Deux extraits signé Christoph Willibald Gluck, la Danza degli spettri e delle furie, extraite d’Orfeo ed Euridice, et « Misera dove son ! », de son opéra Ezio, expriment une fois encore la colère et la fureur. L’aria de Georg Friedrich Haendel « As with rosy step the morn » conduit tout naturellement vers le dernier des Rückert-Lieder, l’ineffable « Ich bin der Welt abhanden bekommen », qui semble ramener la paix.
L’adéquation du style de chant adopté par Joyce DiDonato fait ici des merveilles. On ne sait qu’admirer le plus : la beauté et l’homogénéité du timbre, la longueur du souffle, le naturel de la vocalisation, la puissance vocale lorsque l’œuvre l’impose, la finesse et la douceur veloutée appliquée aux pièces nostalgiques. La cantatrice ne se contente pas de (bien) chanter, elle joue de son corps et de ses bras, s’intègre dans une mise en scène chorégraphique. Ainsi elle est amenée à compléter progressivement les arcs d’un cercle, symbole de l’harmonie des sphères en accord avec le sens de sa démarche. En outre, le traitement de la lumière s’avère particulièrement élaboré et judicieusement adapté à chaque séquence musicale.
L’ensemble instrumental Il Pomo d’Oro réalise des prodiges d’adaptation aux styles si divers des œuvres abordées. Une même musicalité anime chaque instrumentiste, que les pièces jouées datent de la Renaissance ou d’aujourd’hui. L’implication à chaque instant de Maxim Emelyanychev dans son travail de coordination s’avère déterminante à cet égard. Notons en passant que le chef et claviériste, que l’on connaît bien à Toulouse pour ses multiples venues, étonne encore lorsqu’il s’empare d’une flûte à bec et se joint au continuo de l’ensemble !
A l’issue de ce large panorama vocal et instrumental, une belle surprise attend les spectateurs. Comme elle le fait lors de chaque représentation de ce programme (elle avoue que celle de Toulouse représente la 32ème !) Joyce DiDonato prend la parole pour prolonger son message écologique et indique que dans chaque ville de visite du programme Eden, un chœur local d’enfants et de jeunes est engagé dans le projet. Chaque chœur participe à des ateliers sur le thème de l’environnement ; ces ateliers sont une partie essentielle du projet aboutissant au concert.

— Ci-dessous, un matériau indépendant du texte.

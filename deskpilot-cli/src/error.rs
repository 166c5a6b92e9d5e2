use thiserror::Error;

use crate::envelope::Code;

/// Failures raised by the invocation layer itself, before or instead of an
/// operation outcome. Operation-reported failures travel through the result
/// normalizer, not through this enum.
#[derive(Error, Debug)]
pub enum CliError {
    #[error("action '{group} {action}' changes desktop or system state; pass --dangerous to run it")]
    PolicyDenied { group: String, action: String },

    #[error("{0}")]
    BadArgs(String),

    #[error("unknown group '{0}'")]
    UnknownGroup(String),

    #[error("unknown action '{action}' in group '{group}'")]
    UnknownAction { group: String, action: String },

    #[error("{0}")]
    Internal(String),
}

impl CliError {
    pub fn code(&self) -> Code {
        match self {
            CliError::PolicyDenied { .. } => Code::PolicyDenied,
            CliError::BadArgs(_) | CliError::UnknownGroup(_) | CliError::UnknownAction { .. } => {
                Code::BadArgs
            }
            CliError::Internal(_) => Code::CliError,
        }
    }

    /// Lower-level classification for the envelope's `error.kind` field.
    pub fn kind(&self) -> &'static str {
        match self {
            CliError::PolicyDenied { .. } => "policy",
            CliError::BadArgs(_) | CliError::UnknownGroup(_) | CliError::UnknownAction { .. } => {
                "arguments"
            }
            CliError::Internal(_) => "internal",
        }
    }
}
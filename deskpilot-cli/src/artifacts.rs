//! Best-effort diagnostic captures for failed invocations.
//!
//! Collection runs only when the normalized outcome is a failure and the
//! caller asked for it. Every capture is individually wrapped: a capture
//! that fails is logged and omitted, and collection never changes the
//! envelope's verdict.

use std::path::PathBuf;

use tracing::{debug, warn};

use crate::envelope::Artifact;
use crate::tools::ToolSuite;

/// Session id from local timestamp plus a random suffix, e.g.
/// `20260807-142311-9f3ab41c`. Generated before any collection attempt.
pub fn generate_session_id() -> String {
    let stamp = chrono::Local::now().format("%Y%m%d-%H%M%S");
    let suffix = uuid::Uuid::new_v4().simple().to_string();
    format!("{stamp}-{}", &suffix[..8])
}

/// The temporary-artifacts root; overridable for tests and packaging.
pub fn artifacts_root() -> PathBuf {
    std::env::var_os("DESKPILOT_ARTIFACTS_DIR")
        .map(PathBuf::from)
        .unwrap_or_else(|| std::env::temp_dir().join("deskpilot-artifacts"))
}

/// The session-scoped directory for a session id. Caller-supplied ids are
/// sanitized so they cannot escape the artifacts root.
pub fn session_dir(session: &str) -> PathBuf {
    let mut safe: String = session
        .chars()
        .map(|c| {
            if c.is_ascii_alphanumeric() || matches!(c, '-' | '_' | '.') {
                c
            } else {
                '-'
            }
        })
        .collect();
    if safe.is_empty() || safe.chars().all(|c| c == '.') {
        safe = "session".to_string();
    }
    let dir = artifacts_root().join(safe);
    std::path::absolute(&dir).unwrap_or(dir)
}

/// Gather the fixed list of best-effort captures into the session directory.
///
/// When the failure occurred before a tool suite existed (policy denial,
/// argument errors), there is nothing to capture with; the session directory
/// is still ensured so the session id stays meaningful.
pub async fn collect(session: &str, tools: Option<&dyn ToolSuite>) -> Vec<Artifact> {
    let dir = session_dir(session);
    if let Err(e) = std::fs::create_dir_all(&dir) {
        warn!("failed to create artifact directory {}: {e}", dir.display());
        return Vec::new();
    }

    let Some(tools) = tools else {
        debug!("no tool suite available for failure captures");
        return Vec::new();
    };

    let mut artifacts = Vec::new();

    let screenshot_path = dir.join("screen.png");
    match tools.screenshot(&screenshot_path).await {
        Ok(_) => artifacts.push(Artifact {
            kind: "screenshot".to_string(),
            path: screenshot_path.display().to_string(),
            note: "primary monitor capture at time of failure".to_string(),
        }),
        Err(e) => warn!("screenshot capture failed: {e:#}"),
    }

    let state_path = dir.join("state.json");
    match tools.diag_state().await {
        Ok(dump) => match std::fs::write(&state_path, &dump) {
            Ok(()) => artifacts.push(Artifact {
                kind: "state".to_string(),
                path: state_path.display().to_string(),
                note: "desktop state dump at time of failure".to_string(),
            }),
            Err(e) => warn!("failed to write state dump: {e}"),
        },
        Err(e) => warn!("desktop state dump failed: {e:#}"),
    }

    artifacts
}

#[cfg(test)]
mod tests {
    use super::*;

    #[test]
    fn session_ids_are_filesystem_safe() {
        let id = generate_session_id();
        assert!(!id.is_empty());
        assert!(id
            .chars()
            .all(|c| c.is_ascii_lowercase() || c.is_ascii_digit() || c == '-'));
    }

    #[test]
    fn session_ids_are_unique_enough() {
        assert_ne!(generate_session_id(), generate_session_id());
    }

    #[test]
    fn supplied_session_ids_cannot_escape_the_artifacts_root() {
        for hostile in ["../../etc/passwd", "..", "a/b", ""] {
            let dir = session_dir(hostile);
            assert!(dir.starts_with(artifacts_root()), "{hostile}");
            assert!(
                dir.components()
                    .all(|c| c.as_os_str() != std::ffi::OsStr::new("..")),
                "{hostile}"
            );
        }
    }
}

La cantatrice appelle alors à la rejoindre le Chœur toulousain d’enfants des Eclats, dirigé par François Terrieux. Suit ainsi une sorte de célébration chorale à la cause commune qui culmine sur la chanson « Seeds of hope » (Graines d’espoir) composée par les enfants du Canterbury Choir de la Bishop Ramsey School du Royaume Unis.
Concert magique de @JoyceDiDonato à #Toulouse! Avec un Maxim Emelyanichev et son ensemble @ilpdo des grands soir! Et la participation du choeur d’enfants Les Eclats. Un concert @GdsInterpretes. pic.twitter.com/v6HpFggsAA
— Thierry d'Argoubet (@T_d_Argoubet) June 9, 2023
Un bis final prolonge encore l’émotion. Joyce DiDonato conclut la soirée avec la célébrissime aria « Ombra mai fu » de l’opéra de Haendel Serse. Une célébration de l’arbre bienfaiteur parfaitement en situation pour conclure cette belle rencontre.
Voici qui couronne avec ferveur la belle saison des Grands Interprètes.